Altcoin Declines Amid Broader Market Weakness
Other prominent cryptocurrencies followed a similar downward trend, with XRP, Chainlink, and several other digital assets posting losses. XRP saw a 3% decline, continuing its bearish momentum amid persistent selling pressure. Avinash Shekhar, Co-Founder and CEO of Pi42, pointed out that XRP was breaking through critical support levels, with technical indicators suggesting weak momentum. If this trend continues, XRP could potentially head lower toward $1.90.
Similarly, Chainlink (LINKUSD) fell by over 3%, reflecting the broader market downturn. Other major altcoins, including Solana (SOLUSD), Dogecoin (DOGEUSD), Cardano (ADAUSD), Tron (TRXUSD), Avalanche (AVAXUSD), and Shiba Inu (SHIBUSD), also experienced declines, contributing to the overall bearish sentiment in the cryptocurrency market.
Economic and Federal Reserve Influence
The broader economic environment, particularly the Federal Reserve’s stance on interest rates, is playing a key role in shaping market sentiment. With the Fed signaling a pause in rate cuts until at least March 2025, there is growing uncertainty about the future trajectory of the economy. This has led to a more cautious approach from market participants, as traders weigh the potential impact of economic conditions on the cryptocurrency market.

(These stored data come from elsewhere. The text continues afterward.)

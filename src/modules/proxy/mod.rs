//! Egress proxy rotation and per-proxy bookkeeping.
//!
//! Proxies are never evicted automatically: failures are counted and the
//! caller decides what to do with [`ProxyManager::get_stats`].

use chrono::{DateTime, Utc};
use rand::seq::SliceRandom;
use std::collections::HashMap;
use std::sync::{Arc, Mutex, PoisonError};

#[derive(Debug, Clone, Copy, PartialEq, Eq, Default)]
pub enum RotationStrategy {
    /// Successive calls walk the pool in order.
    #[default]
    RoundRobin,
    /// Always the first proxy.
    Stable,
    Random,
}

#[derive(Debug, Clone, Default, PartialEq, Eq)]
pub struct ProxyStats {
    pub requests: u64,
    pub successes: u64,
    pub failures: u64,
    pub last_used: Option<DateTime<Utc>>,
    pub last_failure_reason: Option<String>,
}

#[derive(Debug, Default)]
struct PoolState {
    proxies: Vec<String>,
    stats: HashMap<String, ProxyStats>,
    cursor: usize,
}

/// Proxy pool shared by cloning; counters live behind one mutex.
#[derive(Debug, Clone, Default)]
pub struct ProxyManager {
    strategy: RotationStrategy,
    inner: Arc<Mutex<PoolState>>,
}

impl ProxyManager {
    pub fn new(strategy: RotationStrategy) -> Self {
        Self {
            strategy,
            inner: Arc::new(Mutex::new(PoolState::default())),
        }
    }

    /// Round-robin when `enable_rotation`, otherwise a stable pick.
    pub fn from_config<I>(proxies: I, enable_rotation: bool) -> Self
    where
        I: IntoIterator,
        I::Item: Into<String>,
    {
        let strategy = if enable_rotation {
            RotationStrategy::RoundRobin
        } else {
            RotationStrategy::Stable
        };
        let manager = Self::new(strategy);
        manager.load(proxies);
        manager
    }

    fn with_state<T>(&self, f: impl FnOnce(&mut PoolState) -> T) -> T {
        let mut guard = self.inner.lock().unwrap_or_else(PoisonError::into_inner);
        f(&mut guard)
    }

    pub fn strategy(&self) -> RotationStrategy {
        self.strategy
    }

    pub fn load<I>(&self, proxies: I)
    where
        I: IntoIterator,
        I::Item: Into<String>,
    {
        self.with_state(|state| {
            state.proxies.clear();
            state.cursor = 0;
        });
        for proxy in proxies {
            self.add_proxy(proxy);
        }
    }

    pub fn add_proxy(&self, proxy: impl Into<String>) {
        let endpoint = proxy.into();
        self.with_state(|state| {
            if state.proxies.contains(&endpoint) {
                return;
            }
            state.stats.entry(endpoint.clone()).or_default();
            state.proxies.push(endpoint);
        });
    }

    pub fn remove_proxy(&self, proxy: &str) {
        self.with_state(|state| {
            state.proxies.retain(|entry| entry != proxy);
            state.stats.remove(proxy);
        });
    }

    pub fn is_empty(&self) -> bool {
        self.with_state(|state| state.proxies.is_empty())
    }

    pub fn len(&self) -> usize {
        self.with_state(|state| state.proxies.len())
    }

    /// Next proxy under the configured strategy, or `None` for an empty pool.
    pub fn get_proxy(&self) -> Option<String> {
        let strategy = self.strategy;
        self.with_state(|state| {
            if state.proxies.is_empty() {
                return None;
            }
            let selected = match strategy {
                RotationStrategy::RoundRobin => {
                    let idx = state.cursor % state.proxies.len();
                    state.cursor = (idx + 1) % state.proxies.len();
                    state.proxies[idx].clone()
                }
                RotationStrategy::Stable => state.proxies[0].clone(),
                RotationStrategy::Random => state
                    .proxies
                    .choose(&mut rand::thread_rng())
                    .cloned()?,
            };
            let stats = state.stats.entry(selected.clone()).or_default();
            stats.requests += 1;
            stats.last_used = Some(Utc::now());
            Some(selected)
        })
    }

    pub fn report_success(&self, proxy: &str) {
        self.with_state(|state| {
            if let Some(stats) = state.stats.get_mut(proxy) {
                stats.successes += 1;
            }
        });
    }

    pub fn report_failure(&self, proxy: &str, reason: impl Into<String>) {
        let reason = reason.into();
        log::debug!("proxy {proxy} failed: {reason}");
        self.with_state(|state| {
            if let Some(stats) = state.stats.get_mut(proxy) {
                stats.failures += 1;
                stats.last_failure_reason = Some(reason);
            }
        });
    }

    pub fn get_stats(&self) -> HashMap<String, ProxyStats> {
        self.with_state(|state| state.stats.clone())
    }
}

#[cfg(test)]
mod tests {
    use super::*;

    #[test]
    fn rotates_round_robin() {
        let manager = ProxyManager::from_config(["http://a:8080", "http://b:8080"], true);
        let picks: Vec<_> = (0..4).filter_map(|_| manager.get_proxy()).collect();
        assert_eq!(
            picks,
            vec!["http://a:8080", "http://b:8080", "http://a:8080", "http://b:8080"]
        );
    }

    #[test]
    fn stable_without_rotation() {
        let manager = ProxyManager::from_config(["http://a:8080", "http://b:8080"], false);
        for _ in 0..3 {
            assert_eq!(manager.get_proxy().as_deref(), Some("http://a:8080"));
        }
    }

    #[test]
    fn empty_pool_yields_none() {
        let manager = ProxyManager::new(RotationStrategy::Random);
        assert!(manager.get_proxy().is_none());
    }

    #[test]
    fn counts_outcomes_without_evicting() {
        let manager = ProxyManager::from_config(["http://a:8080"], true);
        let proxy = manager.get_proxy().unwrap();
        manager.report_failure(&proxy, "connection reset");
        manager.report_failure(&proxy, "timeout");
        manager.report_success(&proxy);

        let stats = manager.get_stats().remove(&proxy).unwrap();
        assert_eq!(stats.requests, 1);
        assert_eq!(stats.failures, 2);
        assert_eq!(stats.successes, 1);
        assert_eq!(stats.last_failure_reason.as_deref(), Some("timeout"));
        assert!(stats.last_used.is_some());
        assert_eq!(manager.get_proxy().as_deref(), Some("http://a:8080"));
    }

    #[test]
    fn clones_share_counters() {
        let manager = ProxyManager::from_config(["http://a:8080", "http://a:8080"], true);
        let shared = manager.clone();
        shared.get_proxy();
        assert_eq!(manager.get_stats()["http://a:8080"].requests, 1);
        assert_eq!(manager.get_stats().len(), 1);
    }
}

As Bitcoin and other major cryptocurrencies face downward pressure, the situation remains fluid, with market participants closely monitoring both economic indicators and developments within the digital asset space. The Federal Reserve’s policy decisions in the coming months are likely to continue influencing market sentiment and price action in the cryptocurrency market.